::: Material shown :::

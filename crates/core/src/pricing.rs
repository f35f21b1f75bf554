use rust_decimal::Decimal;
use serde::{Deserialize, Serialize};

use crate::domain::cart::Cart;
use crate::domain::order::OrderTotals;
use crate::domain::payment::round_cents;

#[derive(Clone, Debug, PartialEq, Eq, Serialize, Deserialize)]
pub struct PricingTraceStep {
    pub stage: String,
    pub detail: String,
    pub amount: Decimal,
}

#[derive(Clone, Debug, PartialEq, Eq, Serialize, Deserialize)]
pub struct PricingResult {
    pub totals: OrderTotals,
    pub steps: Vec<PricingTraceStep>,
}

/// Subtotal of the cart plus the delivery fee, rounded to cents.
pub fn price_order(cart: &Cart, delivery_fee: Decimal) -> PricingResult {
    let base = cart
        .lines()
        .iter()
        .map(|line| line.unit_price * Decimal::from(line.quantity))
        .sum::<Decimal>();
    let customizations = cart
        .lines()
        .iter()
        .map(|line| {
            let deltas = line
                .customizations
                .iter()
                .map(|customization| customization.price_delta)
                .sum::<Decimal>();
            deltas * Decimal::from(line.quantity)
        })
        .sum::<Decimal>();
    let subtotal = round_cents(cart.compute_subtotal());
    let delivery_fee = round_cents(delivery_fee.max(Decimal::ZERO));
    let total = subtotal + delivery_fee;

    PricingResult {
        totals: OrderTotals { subtotal, delivery_fee, total },
        steps: vec![
            PricingTraceStep {
                stage: "items".to_string(),
                detail: "sum(unit_price * quantity)".to_string(),
                amount: base,
            },
            PricingTraceStep {
                stage: "customizations".to_string(),
                detail: "sum(price_delta * quantity)".to_string(),
                amount: customizations,
            },
            PricingTraceStep {
                stage: "delivery_fee".to_string(),
                detail: "fee quoted for the fulfillment mode".to_string(),
                amount: delivery_fee,
            },
            PricingTraceStep { stage: "total".to_string(), detail: "subtotal + delivery_fee".to_string(), amount: total },
        ],
    }
}

#[cfg(test)]
mod tests {
    use rust_decimal::Decimal;

    use super::price_order;
    use crate::domain::cart::{Cart, CustomizationChoice};
    use crate::domain::catalog::{CatalogItem, CustomizationGroup, CustomizationOption, ItemRef};

    fn burger() -> CatalogItem {
        CatalogItem {
            item_ref: ItemRef::Product("x-burguer".to_string()),
            name: "X-Burguer".to_string(),
            aliases: Vec::new(),
            category: None,
            description: None,
            price: Decimal::new(2250, 2),
            active: true,
            available: true,
            promotion_weight: 0,
            customization_groups: vec![CustomizationGroup {
                id: "extras".to_string(),
                name: "Adicionais".to_string(),
                required: false,
                min_select: 0,
                max_select: 2,
                options: vec![CustomizationOption {
                    id: "bacon".to_string(),
                    name: "Bacon".to_string(),
                    aliases: Vec::new(),
                    price_delta: Decimal::new(450, 2),
                    available: true,
                }],
            }],
        }
    }

    #[test]
    fn totals_include_customizations_and_fee() {
        let mut cart = Cart::new();
        cart.add(&burger(), 2, &[CustomizationChoice::new("extras", "bacon")], None)
            .expect("add");

        let result = price_order(&cart, Decimal::new(700, 2));
        assert_eq!(result.totals.subtotal, Decimal::new(5400, 2));
        assert_eq!(result.totals.delivery_fee, Decimal::new(700, 2));
        assert_eq!(result.totals.total, Decimal::new(6100, 2));
        assert_eq!(result.steps[0].amount, Decimal::new(4500, 2));
        assert_eq!(result.steps[1].amount, Decimal::new(900, 2));
    }

    #[test]
    fn negative_fee_is_clamped_to_zero() {
        let result = price_order(&Cart::new(), Decimal::new(-100, 2));
        assert_eq!(result.totals.total, Decimal::ZERO);
    }
}
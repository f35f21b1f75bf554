pub mod engine;
pub mod states;

pub use engine::{DialogueFlow, FlowDefinition, FlowEngine, FlowTransitionError};
pub use states::{
    DialogueEvent, DialogueState, FlowAction, GuardContext, TransitionGuard, TransitionOutcome,
};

:::

• Work task
A single number is the whole answer: how many lines of the records contain the word "burger".

• Your solution
2